*** Data supplied ***

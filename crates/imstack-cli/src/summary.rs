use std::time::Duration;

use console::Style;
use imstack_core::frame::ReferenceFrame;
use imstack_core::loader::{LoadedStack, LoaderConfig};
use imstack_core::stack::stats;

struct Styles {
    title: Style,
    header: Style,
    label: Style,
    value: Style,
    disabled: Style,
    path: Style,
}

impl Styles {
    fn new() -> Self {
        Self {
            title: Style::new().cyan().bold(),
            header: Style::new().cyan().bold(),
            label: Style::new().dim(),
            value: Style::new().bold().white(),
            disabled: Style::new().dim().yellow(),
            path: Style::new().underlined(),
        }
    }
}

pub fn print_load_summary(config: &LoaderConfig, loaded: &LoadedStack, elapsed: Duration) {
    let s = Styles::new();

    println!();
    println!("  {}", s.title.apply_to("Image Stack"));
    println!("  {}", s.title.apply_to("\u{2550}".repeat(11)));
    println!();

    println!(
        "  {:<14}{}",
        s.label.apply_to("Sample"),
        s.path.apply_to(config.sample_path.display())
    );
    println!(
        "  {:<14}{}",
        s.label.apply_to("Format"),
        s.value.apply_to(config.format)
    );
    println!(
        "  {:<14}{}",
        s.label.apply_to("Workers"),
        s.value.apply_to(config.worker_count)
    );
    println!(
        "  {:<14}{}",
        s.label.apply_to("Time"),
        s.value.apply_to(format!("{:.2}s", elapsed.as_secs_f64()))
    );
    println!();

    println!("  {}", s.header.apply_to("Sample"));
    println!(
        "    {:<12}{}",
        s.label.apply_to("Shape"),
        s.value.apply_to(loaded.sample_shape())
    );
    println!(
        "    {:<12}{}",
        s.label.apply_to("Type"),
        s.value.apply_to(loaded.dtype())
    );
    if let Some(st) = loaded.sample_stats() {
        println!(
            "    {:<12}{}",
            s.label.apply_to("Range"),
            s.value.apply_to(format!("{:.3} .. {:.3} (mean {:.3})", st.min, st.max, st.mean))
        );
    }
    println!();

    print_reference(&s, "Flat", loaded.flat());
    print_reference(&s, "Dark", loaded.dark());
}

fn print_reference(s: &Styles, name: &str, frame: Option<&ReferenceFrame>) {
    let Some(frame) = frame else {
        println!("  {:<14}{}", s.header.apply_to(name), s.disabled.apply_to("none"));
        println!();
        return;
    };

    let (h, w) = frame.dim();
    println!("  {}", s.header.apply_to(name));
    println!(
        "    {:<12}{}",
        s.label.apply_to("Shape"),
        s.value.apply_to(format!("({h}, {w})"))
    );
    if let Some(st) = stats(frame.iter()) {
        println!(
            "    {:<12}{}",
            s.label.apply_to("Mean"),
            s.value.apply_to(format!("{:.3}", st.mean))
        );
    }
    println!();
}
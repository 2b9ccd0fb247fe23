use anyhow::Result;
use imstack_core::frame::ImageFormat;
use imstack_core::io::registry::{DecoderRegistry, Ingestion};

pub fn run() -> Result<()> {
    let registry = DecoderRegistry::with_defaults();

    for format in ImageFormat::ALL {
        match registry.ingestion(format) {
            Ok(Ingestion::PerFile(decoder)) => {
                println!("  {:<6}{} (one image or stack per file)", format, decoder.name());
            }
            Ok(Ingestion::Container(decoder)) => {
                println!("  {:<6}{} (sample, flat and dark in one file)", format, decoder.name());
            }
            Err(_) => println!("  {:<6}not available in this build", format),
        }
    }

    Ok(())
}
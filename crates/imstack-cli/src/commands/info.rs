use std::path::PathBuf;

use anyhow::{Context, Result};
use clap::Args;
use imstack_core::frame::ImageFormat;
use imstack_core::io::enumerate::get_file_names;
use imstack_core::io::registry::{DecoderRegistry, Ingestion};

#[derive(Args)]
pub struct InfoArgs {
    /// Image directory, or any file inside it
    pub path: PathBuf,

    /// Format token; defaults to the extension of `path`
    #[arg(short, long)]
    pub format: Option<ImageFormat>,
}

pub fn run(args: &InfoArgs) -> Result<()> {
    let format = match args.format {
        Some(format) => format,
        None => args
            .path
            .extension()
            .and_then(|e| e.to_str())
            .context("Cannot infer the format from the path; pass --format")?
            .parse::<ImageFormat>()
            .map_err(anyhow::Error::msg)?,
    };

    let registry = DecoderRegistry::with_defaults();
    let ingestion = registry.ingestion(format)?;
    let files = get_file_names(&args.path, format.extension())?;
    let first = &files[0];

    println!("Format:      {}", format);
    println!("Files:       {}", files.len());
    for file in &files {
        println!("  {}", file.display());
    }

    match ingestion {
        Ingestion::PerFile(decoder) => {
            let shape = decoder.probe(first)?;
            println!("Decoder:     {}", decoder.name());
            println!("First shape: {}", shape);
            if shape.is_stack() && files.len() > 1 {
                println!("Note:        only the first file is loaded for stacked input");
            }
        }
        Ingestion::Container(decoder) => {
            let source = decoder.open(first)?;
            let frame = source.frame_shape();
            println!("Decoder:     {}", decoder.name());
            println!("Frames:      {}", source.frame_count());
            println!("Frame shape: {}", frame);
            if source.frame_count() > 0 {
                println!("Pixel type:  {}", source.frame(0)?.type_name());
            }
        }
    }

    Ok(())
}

*** End of Data supplied ***

→ **Work item**
Count every line of the records that holds the string "title". Write only the total.

→ **Problem solution**
4